SNOMED CT offers a number of analytics techniques, which are not possible using other coding systems. SNOMED CT's hierarchical design improves upon the purely lexical query capabilities of free text lists or 'flat' controlled vocabularies. For example, a purely text based query for 'kidney disease' will not return the kidney disease 'glomerulonephritis'. Purely mono-hierarchies, however, limit querying to a single grouping of each code. For example, using a mono-hierarchy 'tuberculosis of the lung' must be assigned a code which makes it either a kind of 'lung disease' or a kind of 'tuberculosis' – however it cannot be both. Using SNOMED CT's polyhierarchy 'tuberculosis of the lung' can be represented as both a kind of 'lung disease' and a kind of 'tuberculosis'. The inclusion of other attribute-based defining relationships and the ability to represent SNOMED CT using OWL 2 EL enables additional Description Logic techniques for classifying and querying SNOMED CT. Extending these capabilities even further, it is possible to use Description Logic techniques across both the terminology and the structure of the patient records in which the codes are stored. Finally, in some specific use cases such as billing, reimbursement and statistics where double counting must be avoided, clinically recorded SNOMED CT codes can be used to map into more general statistical classifications, such as ICD (International Classification of Diseases).

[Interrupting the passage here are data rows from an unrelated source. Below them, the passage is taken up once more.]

//! Config module - contingency bot configuration (contingency.toml).
//!
//! The config file holds everything the scripts used to hard-code:
//! - OAuth client secret, token cache and scopes
//! - Drive identifiers for download/upload
//! - Transform input/output and column layout
//! - Lookup column names

use anyhow::{bail, Context, Result};
use serde::{Deserialize, Serialize};
use std::path::{Path, PathBuf};

/// Full Drive scope; download needs read access to files this app did not create.
pub const DRIVE_SCOPE: &str = "https://www.googleapis.com/auth/drive";

/// Column masked by the transform.
pub const PRODUCT_NUMBER_COLUMN: &str = "NRO_PRODUCTO";
/// Column the transform sorts by and lookup searches on.
pub const ID_COLUMN: &str = "NRO_IDENTIFICACION";
pub const HOLDER_NAME_COLUMN: &str = "NOMBRE_TITULAR";
pub const COLLECTOR_COLUMN: &str = "NOMBRE_RECUPERADOR_JURIDICO";

/// Columns kept by the transform, in output order.
pub const DEFAULT_COLUMNS: [&str; 10] = [
    PRODUCT_NUMBER_COLUMN,
    HOLDER_NAME_COLUMN,
    ID_COLUMN,
    COLLECTOR_COLUMN,
    "CANT_DIAS_MORA_ACTUAL",
    "MONTO_PAGO_FACTURACION",
    "MONTO_PAGO_MINIMO_ACTUAL",
    "MONTO_MORA_PESOS",
    "MONTO_TOTAL_CLIENTE",
    "FECHA_PAGO_ACTUAL",
];

/// OAuth settings
#[derive(Debug, Clone, Serialize, Deserialize)]
#[serde(default)]
pub struct AuthConfig {
    /// Client secret JSON downloaded from the cloud console
    pub client_secret_path: PathBuf,
    /// Where the access/refresh token pair is cached
    pub token_cache_path: PathBuf,
    /// Requested OAuth scopes
    pub scopes: Vec<String>,
    /// Loopback port for the OAuth redirect (0 = any free port)
    pub redirect_port: u16,
    /// Open the system browser for the consent screen
    pub open_browser: bool,
}

impl Default for AuthConfig {
    fn default() -> Self {
        Self {
            client_secret_path: default_config_dir().join("client_secret.json"),
            token_cache_path: default_config_dir().join("token.json"),
            scopes: vec![DRIVE_SCOPE.to_string()],
            redirect_port: 0,
            open_browser: true,
        }
    }
}

/// Download settings
#[derive(Debug, Clone, Serialize, Deserialize)]
#[serde(default)]
pub struct DownloadConfig {
    pub file_id: Option<String>,
    /// File or directory; the remote name is used when absent
    pub destination: Option<PathBuf>,
    /// Bytes copied between progress reports
    pub chunk_size: usize,
}

impl Default for DownloadConfig {
    fn default() -> Self {
        Self {
            file_id: None,
            destination: None,
            chunk_size: default_chunk_size(),
        }
    }
}

fn default_chunk_size() -> usize {
    1024 * 1024
}

/// Upload settings
#[derive(Debug, Clone, Serialize, Deserialize, Default)]
#[serde(default)]
pub struct UploadConfig {
    pub local_path: Option<PathBuf>,
    /// Name on Drive (defaults to the local file name)
    pub remote_name: Option<String>,
    pub parent_folder_id: Option<String>,
    pub shared_drive_id: Option<String>,
    /// Existing file to overwrite
    pub file_id: Option<String>,
}

/// Transform settings
#[derive(Debug, Clone, Serialize, Deserialize)]
#[serde(default)]
pub struct TransformConfig {
    pub input: PathBuf,
    /// `.csv` writes CSV, anything else XLSX
    pub output: PathBuf,
    pub delimiter: char,
    pub columns: Vec<String>,
    pub mask_column: String,
    pub sort_column: String,
}

impl Default for TransformConfig {
    fn default() -> Self {
        Self {
            input: PathBuf::from("MUESTRA_EVOLUCION.csv"),
            output: PathBuf::from("Muestra para Bot Contingencia.xlsx"),
            delimiter: ',',
            columns: DEFAULT_COLUMNS.iter().map(|c| c.to_string()).collect(),
            mask_column: PRODUCT_NUMBER_COLUMN.to_string(),
            sort_column: ID_COLUMN.to_string(),
        }
    }
}

/// Lookup settings
#[derive(Debug, Clone, Serialize, Deserialize)]
#[serde(default)]
pub struct LookupConfig {
    /// Sorted CSV extract to search
    pub file: PathBuf,
    pub id_column: String,
    pub name_column: String,
    pub collector_column: String,
}

impl Default for LookupConfig {
    fn default() -> Self {
        Self {
            file: PathBuf::from("Muestra para Bot Contingencia.csv"),
            id_column: ID_COLUMN.to_string(),
            name_column: HOLDER_NAME_COLUMN.to_string(),
            collector_column: COLLECTOR_COLUMN.to_string(),
        }
    }
}

/// Main configuration
#[derive(Debug, Clone, Serialize, Deserialize)]
pub struct Config {
    /// Config version (for future migrations)
    #[serde(default = "default_version")]
    pub version: u32,

    #[serde(default)]
    pub auth: AuthConfig,

    #[serde(default)]
    pub download: DownloadConfig,

    #[serde(default)]
    pub upload: UploadConfig,

    #[serde(default)]
    pub transform: TransformConfig,

    #[serde(default)]
    pub lookup: LookupConfig,
}

fn default_version() -> u32 {
    1
}

impl Default for Config {
    fn default() -> Self {
        Self {
            version: default_version(),
            auth: AuthConfig::default(),
            download: DownloadConfig::default(),
            upload: UploadConfig::default(),
            transform: TransformConfig::default(),
            lookup: LookupConfig::default(),
        }
    }
}

/// Default config directory (~/.config/contingency/)
pub fn default_config_dir() -> PathBuf {
    dirs::config_dir()
        .map(|d| d.join("contingency"))
        .unwrap_or_else(|| PathBuf::from("."))
}

/// Default config file path
pub fn default_config_path() -> PathBuf {
    default_config_dir().join("contingency.toml")
}

impl Config {
    /// Load config from file
    pub fn load(path: &Path) -> Result<Self> {
        let content = std::fs::read_to_string(path)
            .with_context(|| format!("Cannot read config file: {}", path.display()))?;

        let config: Config = toml::from_str(&content)
            .with_context(|| format!("Cannot parse config file: {}", path.display()))?;

        Ok(config)
    }

    /// Load config from file, falling back to defaults when the file is missing
    pub fn load_or_default(path: &Path) -> Result<Self> {
        if path.exists() {
            Self::load(path)
        } else {
            tracing::debug!("No config at {}, using defaults", path.display());
            Ok(Self::default())
        }
    }

    /// Save config to file
    pub fn save(&self, path: &Path) -> Result<()> {
        if let Some(parent) = path.parent() {
            if !parent.as_os_str().is_empty() {
                std::fs::create_dir_all(parent)?;
            }
        }

        let content =
            toml::to_string_pretty(self).with_context(|| "Cannot serialize config to TOML")?;

        std::fs::write(path, content)
            .with_context(|| format!("Cannot write config file: {}", path.display()))?;

        Ok(())
    }

    /// Check values that do not depend on which command runs.
    pub fn validate(&self) -> Result<()> {
        if self.auth.scopes.is_empty() {
            bail!("auth.scopes must not be empty");
        }
        if self.download.chunk_size == 0 {
            bail!("download.chunk_size must be greater than zero");
        }
        for (field, value) in [
            ("download.file_id", &self.download.file_id),
            ("upload.parent_folder_id", &self.upload.parent_folder_id),
            ("upload.shared_drive_id", &self.upload.shared_drive_id),
            ("upload.file_id", &self.upload.file_id),
        ] {
            if let Some(id) = value {
                validate_drive_id(field, id)?;
            }
        }

        let transform = &self.transform;
        if !transform.delimiter.is_ascii() {
            bail!("transform.delimiter must be a single ASCII character");
        }
        if transform.columns.is_empty() {
            bail!("transform.columns must not be empty");
        }
        for required in [&transform.mask_column, &transform.sort_column] {
            if !transform.columns.contains(required) {
                bail!("transform.columns must include '{}'", required);
            }
        }

        Ok(())
    }
}

/// Drive ids are opaque but never empty and never contain whitespace.
pub fn validate_drive_id(field: &str, id: &str) -> Result<()> {
    if id.trim().is_empty() {
        bail!("{} must not be empty", field);
    }
    if id.chars().any(char::is_whitespace) {
        bail!("{} contains whitespace: '{}'", field, id);
    }
    Ok(())
}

In this section, we describe how the following analytics techniques can be used to support analytics over SNOMED CT enabled data. The techniques described include:
- Subsets – for example, find the patients with a diagnosis in the set of 'kidney disease codes'
- Subsumption – for example, find the patients with a diagnosis that is a subtype (or self) of 'kidney disease'
- Using defining relationships – for example, find the patients whose diagnosis has a finding site of 'kidney structure' (or a subtype of 'kidney structure')
- Description logic over terminology – for example, find the patients whose diagnosis is associated (directly or indirectly) with the 'Streptococcus pyogenes organism'
- Description logic over terminology and structure – for example, find the patients with a family history of heart disease (where this may either be recorded as 275120007 |family history: cardiac disorder| or recorded in a 'Family History' section on a form as 56265001 |heart disease|)
- Using statistical classifications – for example, to meet national reporting guidelines using ICD (International Classification of Diseases)
In practice, a query language may combine a number of these techniques in the same
syntax. With the possible exception of the last two approaches, these SNOMED CT query
techniques should then be embedded within an EHR query to ensure that the semantic
context of the surrounding patient record is taken into account.